Larremore Daniel B, Clauset Aaron, Jacobs Abigail Z
Center for Communicable Disease Dynamics, Harvard School of Public Health, Boston, Massachusetts 02115, USA and Department of Epidemiology, Harvard School of Public Health, Boston, Massachusetts 02115, USA.
Department of Computer Science, University of Colorado, Boulder, Colorado 80309, USA and Santa Fe Institute, Santa Fe, New Mexico 87501, USA and BioFrontiers Institute, University of Colorado, Boulder, Colorado 80303, USA.
Phys Rev E Stat Nonlin Soft Matter Phys. 2014 Jul;90(1):012805. doi: 10.1103/PhysRevE.90.012805. Epub 2014 Jul 10.

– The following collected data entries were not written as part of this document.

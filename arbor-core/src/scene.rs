//! Scene construction from a configuration document.
//!
//! [`build_world`] validates a [`SceneConfig`] and runs the scenario's
//! programmatic builder: bodies, joints, springs, and constraints are
//! created through the world factories and the world is initialized.
//! Geometry follows the scenario conventions: links are cuboids of the
//! configured `sides`, chained along +x, with joint frames at the link
//! ends.

use arbor_types::{SceneConfig, Scenario, SimError};
use nalgebra::{Matrix3, Matrix4, Vector3, Vector6};

use crate::se3;
use crate::world::{frame, World};

/// Parse a JSON scene document and build its world.
pub fn load_world(text: &str) -> Result<World, SimError> {
    let config: SceneConfig = serde_json::from_str(text)
        .map_err(|e| SimError::invalid_config(format!("scene document: {e}")))?;
    build_world(&config)
}

/// Build and initialize the world a configuration describes.
pub fn build_world(config: &SceneConfig) -> Result<World, SimError> {
    config.validate()?;
    let gravity = Vector3::from_row_slice(&config.gravity);
    let mut world = World::new(gravity, config.timestep, config.tspan);
    world.stabilization_eq = config.stabilization.equality;
    world.stabilization_ineq = config.stabilization.inequality;
    world.limit_tolerance = config.limit_tolerance;

    let sides = Vector3::from_row_slice(&config.sides);
    let density = config.density;

    match &config.scenario {
        Scenario::SerialChain { links } => {
            if *links == 0 {
                return Err(SimError::invalid_config("serial_chain needs links >= 1"));
            }
            build_chain(&mut world, *links, density, sides, 0.0, 0.0)?;
        }
        Scenario::Branching => {
            build_branching(&mut world, density, sides)?;
        }
        Scenario::ClosedLoop { release_speed } => {
            build_closed_loop(&mut world, density, *release_speed)?;
        }
        Scenario::JointLimits {
            links,
            lower,
            upper,
        } => {
            if *links < 2 {
                return Err(SimError::invalid_config("joint_limits needs links >= 2"));
            }
            if lower >= upper {
                return Err(SimError::invalid_config(format!(
                    "joint limits [{lower}, {upper}] are empty"
                )));
            }
            build_chain(&mut world, *links, density, sides, 0.0, 0.0)?;
            for joint in 1..*links {
                world.add_constraint_joint_limit(joint, *lower, *upper);
            }
        }
        Scenario::JointStiffness { stiffness, damping } => {
            build_chain(&mut world, 3, density, sides, *stiffness, *damping)?;
            world.joints[0].qdot[0] = 1.0;
        }
        Scenario::Springs { stiffness } => {
            build_chain(&mut world, 2, density, sides, 0.0, 0.0)?;
            let chain_mass = sides.x * sides.y * sides.z * density;
            let link_len = sides.x;
            let last = world.bodies.len() - 1;
            world.add_serial_spring(
                chain_mass,
                3,
                None,
                Vector3::new(2.0 * link_len + 10.0, 10.0, 0.0),
                Some(last),
                Vector3::new(0.5 * link_len, 0.0, 0.0),
                *stiffness,
                0.0,
            );
            world.add_serial_spring(
                chain_mass,
                2,
                Some(0),
                Vector3::zeros(),
                Some(last),
                Vector3::zeros(),
                *stiffness,
                0.0,
            );
        }
        Scenario::SplineCurve => {
            build_spline_curve(&mut world, density, sides)?;
        }
        Scenario::SplineSurface => {
            build_spline_surface(&mut world, density, sides)?;
        }
    }

    world.init()?;
    Ok(world)
}

/// A serial chain of `links` cuboids on revolute z-joints along +x.
fn build_chain(
    world: &mut World,
    links: usize,
    density: f64,
    sides: Vector3<f64>,
    stiffness: f64,
    damping: f64,
) -> Result<(), SimError> {
    let len = sides.x;
    for i in 0..links {
        let body = world.add_body(
            format!("link{i}"),
            density,
            sides,
            frame(Matrix3::identity(), Vector3::new(0.5 * len, 0.0, 0.0)),
        )?;
        let origin = if i == 0 {
            Vector3::zeros()
        } else {
            Vector3::new(len, 0.0, 0.0)
        };
        let parent = if i == 0 { None } else { Some(i - 1) };
        let joint = world.add_joint_revolute(
            format!("joint{i}"),
            body,
            Vector3::z(),
            frame(Matrix3::identity(), origin),
            0.0,
            parent,
        )?;
        world.joints[joint].stiffness = stiffness;
        world.joints[joint].damping = damping;
    }
    Ok(())
}

/// Ten links branching over mixed revolute axes.
fn build_branching(world: &mut World, density: f64, sides: Vector3<f64>) -> Result<(), SimError> {
    let down = Vector3::new(1.0, 10.0, 1.0);
    let across = Vector3::new(20.0, 1.0, 1.0);
    let hang = frame(Matrix3::identity(), Vector3::new(0.0, -5.0, 0.0));
    let centered = frame(Matrix3::identity(), Vector3::zeros());

    let layout: [(Vector3<f64>, Matrix4<f64>); 10] = [
        (down, hang),
        (across, centered),
        (down, hang),
        (down, hang),
        (sides, centered),
        (down, hang),
        (down, hang),
        (sides, centered),
        (down, hang),
        (down, hang),
    ];
    for (i, (s, e_ji)) in layout.iter().enumerate() {
        world.add_body(format!("b{i}"), density, *s, *e_ji)?;
    }

    let q45 = std::f64::consts::FRAC_PI_4;
    let joints: [(usize, Vector3<f64>, Vector3<f64>, f64, Option<usize>); 10] = [
        (0, Vector3::x(), Vector3::new(0.0, 15.0, 0.0), 0.0, None),
        (1, Vector3::y(), Vector3::new(0.0, -10.0, 0.0), 0.0, Some(0)),
        (2, Vector3::x(), Vector3::new(-10.0, 0.0, 0.0), q45, Some(1)),
        (3, Vector3::z(), Vector3::new(10.0, 0.0, 0.0), q45, Some(1)),
        (4, Vector3::y(), Vector3::new(0.0, -10.0, 0.0), q45, Some(2)),
        (5, Vector3::x(), Vector3::new(-5.0, 0.0, 0.0), q45, Some(4)),
        (6, Vector3::y(), Vector3::new(5.0, 0.0, 0.0), q45, Some(4)),
        (7, Vector3::y(), Vector3::new(0.0, -10.0, 0.0), q45, Some(3)),
        (8, Vector3::x(), Vector3::new(-5.0, 0.0, 0.0), q45, Some(7)),
        (9, Vector3::y(), Vector3::new(5.0, 0.0, 0.0), q45, Some(7)),
    ];
    for (body, axis, origin, q0, parent) in joints {
        world.add_joint_revolute(
            format!("j{body}"),
            body,
            axis,
            frame(Matrix3::identity(), origin),
            q0,
            parent,
        )?;
    }
    Ok(())
}

/// Five links closed into a four-bar-style loop, released with an initial
/// joint velocity.
fn build_closed_loop(world: &mut World, density: f64, release_speed: f64) -> Result<(), SimError> {
    let beam = Vector3::new(20.0, 1.0, 1.0);
    let post = Vector3::new(1.0, 10.0, 1.0);

    let b0 = world.add_body(
        "beam0",
        density,
        beam,
        frame(Matrix3::identity(), Vector3::zeros()),
    )?;
    let b1 = world.add_body(
        "post0",
        density,
        post,
        frame(Matrix3::identity(), Vector3::new(0.0, -5.0, 0.0)),
    )?;
    let b2 = world.add_body(
        "post1",
        density,
        post,
        frame(Matrix3::identity(), Vector3::new(0.0, -5.0, 0.0)),
    )?;
    let b3 = world.add_body(
        "beam1",
        density,
        beam,
        frame(Matrix3::identity(), Vector3::new(10.0, 0.0, 0.0)),
    )?;
    let b4 = world.add_body(
        "post2",
        density,
        post,
        frame(Matrix3::identity(), Vector3::new(0.0, -5.0, 0.0)),
    )?;

    let j0 = world.add_joint_revolute(
        "j0",
        b0,
        Vector3::z(),
        frame(Matrix3::identity(), Vector3::zeros()),
        0.0,
        None,
    )?;
    let j1 = world.add_joint_revolute(
        "j1",
        b1,
        Vector3::z(),
        frame(Matrix3::identity(), Vector3::new(-10.0, 0.0, 0.0)),
        0.0,
        Some(j0),
    )?;
    let _j2 = world.add_joint_revolute(
        "j2",
        b2,
        Vector3::z(),
        frame(Matrix3::identity(), Vector3::new(10.0, 0.0, 0.0)),
        0.0,
        Some(j0),
    )?;
    let j3 = world.add_joint_revolute(
        "j3",
        b3,
        Vector3::z(),
        frame(Matrix3::identity(), Vector3::new(0.0, -10.0, 0.0)),
        0.0,
        Some(j1),
    )?;
    let j4 = world.add_joint_revolute(
        "j4",
        b4,
        Vector3::z(),
        frame(Matrix3::identity(), Vector3::new(10.0, 0.0, 0.0)),
        0.0,
        Some(j3),
    )?;
    world.joints[j4].qdot[0] = release_speed;

    // Close post1's tip onto beam1.
    world.add_constraint_loop(
        b2,
        b3,
        Vector3::new(0.0, -5.0, 0.0),
        Vector3::new(10.0, 0.0, 0.0),
    );
    Ok(())
}

/// Root revolute link, a spline-curve joint riding a closed loop of four
/// control frames, and a revolute tip link.
fn build_spline_curve(world: &mut World, density: f64, sides: Vector3<f64>) -> Result<(), SimError> {
    let b0 = world.add_body(
        "base",
        density,
        sides,
        frame(Matrix3::identity(), Vector3::new(0.0, -5.0, 0.0)),
    )?;
    let j0 = world.add_joint_revolute(
        "root",
        b0,
        Vector3::z(),
        frame(Matrix3::identity(), Vector3::zeros()),
        0.0,
        None,
    )?;

    let b1 = world.add_body(
        "rider",
        density,
        sides,
        frame(Matrix3::identity(), Vector3::new(5.0, 0.0, 0.0)),
    )?;
    let pi = std::f64::consts::PI;
    let frames = vec![
        frame(se3::aa_to_mat(&Vector3::z(), pi), Vector3::new(-10.0, 0.0, 0.0)),
        frame(se3::aa_to_mat(&Vector3::z(), pi / 2.0), Vector3::new(0.0, 2.0, 0.0)),
        frame(se3::aa_to_mat(&Vector3::z(), 0.0), Vector3::new(10.0, 0.0, 0.0)),
        frame(se3::aa_to_mat(&Vector3::z(), -pi / 2.0), Vector3::new(0.0, -2.0, 0.0)),
    ];
    let j1 = world.add_joint_spline_curve(
        "curve",
        b1,
        frames,
        frame(Matrix3::identity(), Vector3::new(0.0, -10.0, 0.0)),
        Some(j0),
    )?;
    world.joints[j1].q[0] = -0.25 * pi;

    let b2 = world.add_body(
        "tip",
        density,
        sides,
        frame(Matrix3::identity(), Vector3::new(5.0, 0.0, 0.0)),
    )?;
    let j2 = world.add_joint_revolute(
        "tip",
        b2,
        Vector3::z(),
        frame(Matrix3::identity(), Vector3::new(10.0, 0.0, 0.0)),
        0.0,
        Some(j1),
    )?;
    world.joints[j2].q[0] = 15.0 * pi / 16.0;
    Ok(())
}

/// Root revolute link, a 2-DOF spline-surface joint over a paraboloid
/// patch, and a revolute tip link.
fn build_spline_surface(
    world: &mut World,
    density: f64,
    sides: Vector3<f64>,
) -> Result<(), SimError> {
    let hang = frame(Matrix3::identity(), Vector3::new(0.0, -5.0, 0.0));
    let b0 = world.add_body("base", density, sides, hang)?;
    let j0 = world.add_joint_revolute(
        "root",
        b0,
        Vector3::z(),
        frame(Matrix3::identity(), Vector3::zeros()),
        std::f64::consts::FRAC_PI_8,
        None,
    )?;

    let b1 = world.add_body("rider", density, sides, hang)?;
    let half_span = 15.0;
    let half_tilt = 0.25 * std::f64::consts::PI;
    let mut grid = [[Vector6::zeros(); 4]; 4];
    for (i, row) in grid.iter_mut().enumerate() {
        let s1 = i as f64 / 3.0;
        let x = (2.0 * s1 - 1.0) * half_span;
        let a = (2.0 * s1 - 1.0) * half_tilt;
        for (j, ctrl) in row.iter_mut().enumerate() {
            let s2 = j as f64 / 3.0;
            let y = (2.0 * s2 - 1.0) * half_span;
            let z = 0.05 * (x * x + y * y);
            // Twist layout [ω, v]: tilt about x and z, sit on the
            // paraboloid with the patch's y mapped to world z.
            *ctrl = Vector6::new(a, 0.0, a, x, z, y);
        }
    }
    let j1 = world.add_joint_spline_surface(
        "surface",
        b1,
        grid,
        frame(Matrix3::identity(), Vector3::new(0.0, -14.0, 0.0)),
        Some(j0),
    )?;
    world.joints[j1].q[0] = 0.5;
    world.joints[j1].q[1] = 0.5;

    let b2 = world.add_body("tip", density, sides, hang)?;
    world.add_joint_revolute(
        "tip",
        b2,
        Vector3::z(),
        frame(Matrix3::identity(), Vector3::new(0.0, -10.0, 0.0)),
        std::f64::consts::FRAC_PI_4,
        Some(j1),
    )?;
    Ok(())
}

#[cfg(test)]
#[allow(clippy::unwrap_used, clippy::expect_used)]
mod tests {
    use super::*;
    use arbor_types::Stabilization;

    #[test]
    fn test_serial_chain_dimensions() {
        let config = SceneConfig::new(Scenario::SerialChain { links: 5 });
        let world = build_world(&config).unwrap();
        assert_eq!(world.nr, 5);
        assert_eq!(world.nm, 30);
        assert_eq!(world.nem + world.ner + world.nim + world.nir, 0);
    }

    #[test]
    fn test_joint_limits_scene() {
        let config = SceneConfig::new(Scenario::JointLimits {
            links: 6,
            lower: -std::f64::consts::FRAC_PI_4,
            upper: std::f64::consts::FRAC_PI_4,
        });
        let world = build_world(&config).unwrap();
        assert_eq!(world.nir, 5);
        assert_eq!(world.nim, 0);
    }

    #[test]
    fn test_closed_loop_scene() {
        let config = SceneConfig::new(Scenario::ClosedLoop { release_speed: 5.0 });
        let world = build_world(&config).unwrap();
        assert_eq!(world.nem, 3);
        assert_eq!(world.nr, 5);
    }

    #[test]
    fn test_springs_scene_counts_node_dofs() {
        let config = SceneConfig::new(Scenario::Springs { stiffness: 5.0e3 });
        let world = build_world(&config).unwrap();
        // 2 joints + (3 + 2 nodes) × 3 coordinates.
        assert_eq!(world.nr, 2 + 15);
        // Two automatic attachment constraints, 6 rows each.
        assert_eq!(world.nem, 12);
    }

    #[test]
    fn test_spline_scenes_build() {
        for scenario in [Scenario::SplineCurve, Scenario::SplineSurface] {
            let config = SceneConfig::new(scenario);
            let world = build_world(&config).unwrap();
            assert!(world.is_initialized());
            assert!(world.nr >= 3);
        }
    }

    #[test]
    fn test_load_world_rejects_malformed_json() {
        assert!(load_world("{ not json").is_err());
        assert!(load_world(r#"{ "scenario": { "type": "nope" } }"#).is_err());
    }

    #[test]
    fn test_load_world_passes_gains_through() {
        let mut config = SceneConfig::new(Scenario::SerialChain { links: 2 });
        config.stabilization = Stabilization {
            equality: 42.0,
            inequality: 7.0,
        };
        let text = serde_json::to_string(&config).unwrap();
        let world = load_world(&text).unwrap();
        assert_eq!(world.stabilization_eq, 42.0);
        assert_eq!(world.stabilization_ineq, 7.0);
    }

    #[test]
    fn test_rejects_degenerate_scenarios() {
        let config = SceneConfig::new(Scenario::SerialChain { links: 0 });
        assert!(build_world(&config).is_err());
        let config = SceneConfig::new(Scenario::JointLimits {
            links: 3,
            lower: 1.0,
            upper: -1.0,
        });
        assert!(build_world(&config).is_err());
    }
}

Bipartite networks are a common type of network data in which there are two types of vertices, and only vertices of different types can be connected. While bipartite networks exhibit community structure like their unipartite counterparts, existing approaches to bipartite community detection have drawbacks, including implicit parameter choices, loss of information through one-mode projections, and lack of interpretability. Here we solve the community detection problem for bipartite networks by formulating a bipartite stochastic block model, which explicitly includes vertex type information and may be trivially extended to k-partite networks. This bipartite stochastic block model yields a projection-free and statistically principled method for community detection that makes clear assumptions and parameter choices and yields interpretable results. We demonstrate this model's ability to efficiently and accurately find community structure in synthetic bipartite networks with known structure and in real-world bipartite networks with unknown structure, and we characterize its performance in practical contexts.
二分网络是一种常见的网络数据类型,其中存在两种类型的顶点,并且只有不同类型的顶点才能相连。虽然二分网络与单分网络一样呈现出社区结构,但现有的二分社区检测方法存在缺陷,包括隐含的参数选择、通过单模投影导致的信息丢失以及缺乏可解释性。在这里,我们通过构建一个二分随机块模型来解决二分网络的社区检测问题,该模型明确包含顶点类型信息,并且可以很容易地扩展到k分网络。这个二分随机块模型产生了一种无投影且基于统计原则的社区检测方法,该方法做出了明确的假设和参数选择,并产生可解释的结果。我们展示了该模型在具有已知结构的合成二分网络和具有未知结构的真实世界二分网络中高效准确地找到社区结构的能力,并在实际环境中刻画了其性能。